サッカー少年034

今回は雑誌ではなく、ちょっとレアな書籍からのご紹介です。
全日本少年サッカー大会に続く規模と歴史を持つ全国的な少年サッカー大会、「清水カップ全日本少年草サッカー大会」10周年記念誌(1997年7月発刊)からです。

本大会は、1987年を第一回として始まりました。この10周年記念誌は、第一回(1987)から第十回(1996)までをまとめたものということになります。本サイトで取り扱う年代とも合致しており、旅先の古本屋で見つけてすぐ購入し保管していたものです。
全日本少年サッカー大会と異なり、第二回からは女子の部も開催されています。掲載写真の中には男の子か女の子か判別しにくいものもいくつかありました。
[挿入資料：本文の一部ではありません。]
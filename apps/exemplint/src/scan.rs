//! Parallel scanner: evaluates registry rules over a target file set.
//!
//! Each file is read, classified by extension, sketched once and matched
//! against `lookup(language)`. Files are independent; the only merge happens
//! after every task has finished, which keeps the report a pure function of
//! the registry and the file set.

use crate::error::{Error, Result};
use crate::matchers::{self, MatchError, Span};
use crate::models::rule::{Matcher, Rule};
use crate::models::{Diagnostic, Finding, Language, ScanReport};
use crate::registry::RuleRegistry;
use crate::sketch::Sketch;
use crate::utils::display_path;
use rayon::prelude::*;
use regex::Regex;
use std::collections::BTreeMap;
use std::fs;
use std::path::{Path, PathBuf};
use std::sync::atomic::{AtomicBool, Ordering};
use std::sync::Arc;
use std::time::{Duration, Instant};

/// Bytes inspected for a NUL when deciding whether a file is binary.
const BINARY_SNIFF_LEN: usize = 8 * 1024;

#[derive(Debug, Clone, Default)]
/// Cooperative cancellation: an explicit flag plus an optional deadline.
pub struct CancelToken {
    flag: Arc<AtomicBool>,
    deadline: Option<Instant>,
}

impl CancelToken {
    pub fn new() -> Self {
        Self::default()
    }

    pub fn with_timeout(timeout: Duration) -> Self {
        Self {
            flag: Arc::default(),
            deadline: Some(Instant::now() + timeout),
        }
    }

    pub fn cancel(&self) {
        self.flag.store(true, Ordering::SeqCst);
    }

    pub fn is_cancelled(&self) -> bool {
        self.flag.load(Ordering::SeqCst) || self.deadline.is_some_and(|d| Instant::now() >= d)
    }
}

#[derive(Debug, Clone)]
pub struct ScanOptions {
    /// Worker pool size; 0 uses rayon's default.
    pub jobs: usize,
    pub cancel: CancelToken,
    /// Extra `extension -> language` mappings taking precedence over the
    /// built-in table.
    pub extensions: BTreeMap<String, Language>,
    /// Findings and diagnostics show paths relative to this root.
    pub root: PathBuf,
}

impl Default for ScanOptions {
    fn default() -> Self {
        Self {
            jobs: 0,
            cancel: CancelToken::new(),
            extensions: BTreeMap::new(),
            root: PathBuf::from("."),
        }
    }
}

#[derive(Debug, Clone, Copy, PartialEq, Eq)]
pub enum Phase {
    Idle,
    Loading,
    Scanning,
    Aggregating,
    Done,
}

#[derive(Debug)]
/// One scan run. Moves through the phases in order and always ends in `Done`.
pub struct ScanSession {
    phase: Phase,
}

enum Outcome {
    Done(FileResult),
    NotStarted,
    Discarded,
}

/// A registry rule ready for evaluation. Custom patterns are compiled once
/// per scan.
struct PreparedRule<'r> {
    rule: &'r Rule,
    pattern: Option<std::result::Result<Regex, MatchError>>,
}

impl<'r> PreparedRule<'r> {
    fn new(rule: &'r Rule) -> Self {
        let pattern = match &rule.matcher {
            Matcher::Pattern { regex } => Some(matchers::compile_pattern(regex)),
            _ => None,
        };
        Self { rule, pattern }
    }

    fn find(&self, sketch: &Sketch) -> std::result::Result<Vec<Span>, MatchError> {
        match &self.pattern {
            Some(Ok(re)) => Ok(matchers::pattern_lines(sketch, re)),
            Some(Err(e)) => Err(e.clone()),
            None => matchers::find(&self.rule.matcher, sketch),
        }
    }
}

#[derive(Default)]
struct FileResult {
    findings: Vec<Finding>,
    diagnostics: Vec<Diagnostic>,
    scanned: bool,
}

impl Default for ScanSession {
    fn default() -> Self {
        Self::new()
    }
}

impl ScanSession {
    pub fn new() -> Self {
        Self { phase: Phase::Idle }
    }

    pub fn phase(&self) -> Phase {
        self.phase
    }

    fn advance(&mut self, next: Phase) {
        log::debug!("scan phase {:?} -> {:?}", self.phase, next);
        self.phase = next;
    }

    pub fn run(
        &mut self,
        registry: &RuleRegistry,
        files: &[PathBuf],
        options: &ScanOptions,
    ) -> Result<ScanReport> {
        self.advance(Phase::Loading);
        let tasks: Vec<(&PathBuf, Language)> = files
            .iter()
            .filter_map(|p| language_of(p, &options.extensions).map(|l| (p, l)))
            .collect();
        let pool = match rayon::ThreadPoolBuilder::new()
            .num_threads(options.jobs)
            .build()
        {
            Ok(pool) => pool,
            Err(e) => {
                self.advance(Phase::Done);
                return Err(Error::from(e));
            }
        };

        let prepared: BTreeMap<Language, Vec<PreparedRule>> = registry
            .languages()
            .into_iter()
            .map(|l| (l, registry.lookup(l).into_iter().map(PreparedRule::new).collect()))
            .collect();

        self.advance(Phase::Scanning);
        let cancel = &options.cancel;
        let outcomes: Vec<Outcome> = pool.install(|| {
            tasks
                .par_iter()
                .map(|(path, language)| {
                    if cancel.is_cancelled() {
                        return Outcome::NotStarted;
                    }
                    let display = display_path(&options.root, path);
                    let rules = prepared.get(language).map(Vec::as_slice).unwrap_or(&[]);
                    let result = scan_file(path, &display, rules, *language);
                    if cancel.is_cancelled() {
                        Outcome::Discarded
                    } else {
                        Outcome::Done(result)
                    }
                })
                .collect()
        });

        self.advance(Phase::Aggregating);
        let total = outcomes.len();
        let mut report = ScanReport::default();
        let mut completed = 0usize;
        for outcome in outcomes {
            if let Outcome::Done(mut r) = outcome {
                completed += 1;
                if r.scanned {
                    report.files_scanned += 1;
                }
                report.findings.append(&mut r.findings);
                report.diagnostics.append(&mut r.diagnostics);
            }
        }
        if completed < total {
            log::warn!("scan cancelled after {} of {} files", completed, total);
            report.cancelled = true;
            report
                .diagnostics
                .push(Diagnostic::ScanCancelled { completed, total });
        }
        report.findings.sort_by(|a, b| {
            (&a.path, a.line_start, a.line_end, &a.rule_id).cmp(&(
                &b.path,
                b.line_start,
                b.line_end,
                &b.rule_id,
            ))
        });
        report.diagnostics.sort_by_key(|d| d.sort_key());
        self.advance(Phase::Done);
        Ok(report)
    }
}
全体としては、本大会の立ち上げから10周年までの運営に携わった多くの関係者たちからの寄稿や対談などのテキストや、全試合の結果一覧などのデータで占められた冊子ですが、要所に写真も散りばめられており、本サイトの趣旨から言えば、’87~’96という時代のサッカー少年たちの姿を収めた貴重な書籍と言えるかと思います。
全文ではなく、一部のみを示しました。